== PROVIDED DATA ==
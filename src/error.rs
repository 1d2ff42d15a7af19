//! Error taxonomy
//!
//! Setup failures (`GameError`) abort game construction. In-play failures
//! (`RoundError`) are reported to the player and leave the round untouched.

use thiserror::Error;

/// Errors raised while building tiers, loading data, or starting a game
#[derive(Error, Debug)]
pub enum GameError {
    #[error("Configuration Error: {0}")]
    Config(String),

    #[error("Level {0} has no words to choose from")]
    EmptyLevel(usize),

    #[error("Level {level} is outside 1..={num_levels}")]
    LevelOutOfRange { level: usize, num_levels: usize },

    #[error("IO Error: {0}")]
    Io(#[from] std::io::Error),

    #[error("JSON Parsing Error: {0}")]
    Json(#[from] serde_json::Error),

    #[error("Malformed data at line {line}: {reason}")]
    Malformed { line: usize, reason: String },

    #[error(transparent)]
    Round(#[from] RoundError),
}

impl GameError {
    /// Whether the game can carry on after this error
    #[must_use]
    pub const fn is_recoverable(&self) -> bool {
        matches!(self, Self::Round(_))
    }
}

/// Recoverable errors for player commands
#[derive(Error, Debug, Clone, PartialEq, Eq)]
pub enum RoundError {
    #[error("'{0}' was already guessed")]
    DuplicateGuess(String),

    #[error("Guess is empty")]
    EmptyGuess,

    #[error("The round is already over")]
    RoundOver,

    #[error("The game is complete; restart to play again")]
    GameComplete,
}

pub type GameResult<T> = Result<T, GameError>;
===
WORK TO COMPLETE:
Each line above should be duplicated without any alteration.

WRITTEN RESPONSE:
filename src/error.rs
repository 1d2ff42d15a7af19
//! Error taxonomy
//!
//! Setup failures (`GameError`) abort game construction. In-play failures
//! (`RoundError`) are reported to the player and leave the round untouched.

use thiserror::Error;

/// Errors raised while building tiers, loading data, or starting a game
#[derive(Error, Debug)]
pub enum GameError {
    #[error("Configuration Error: {0}")]
    Config(String),

    #[error("Level {0} has no words to choose from")]
    EmptyLevel(usize),

    #[error("Level {level} is outside 1..={num_levels}")]
    LevelOutOfRange { level: usize, num_levels: usize },

    #[error("IO Error: {0}")]
    Io(#[from] std::io::Error),

    #[error("JSON Parsing Error: {0}")]
    Json(#[from] serde_json::Error),

    #[error("Malformed data at line {line}: {reason}")]
    Malformed { line: usize, reason: String },

    #[error(transparent)]
    Round(#[from] RoundError),
}

impl GameError {
    /// Whether the game can carry on after this error
    #[must_use]
    pub const fn is_recoverable(&self) -> bool {
        matches!(self, Self::Round(_))
    }
}

/// Recoverable errors for player commands
#[derive(Error, Debug, Clone, PartialEq, Eq)]
pub enum RoundError {
    #[error("'{0}' was already guessed")]
    DuplicateGuess(String),

    #[error("Guess is empty")]
    EmptyGuess,

    #[error("The round is already over")]
    RoundOver,

    #[error("The game is complete; restart to play again")]
    GameComplete,
}

pub type GameResult<T> = Result<T, GameError>;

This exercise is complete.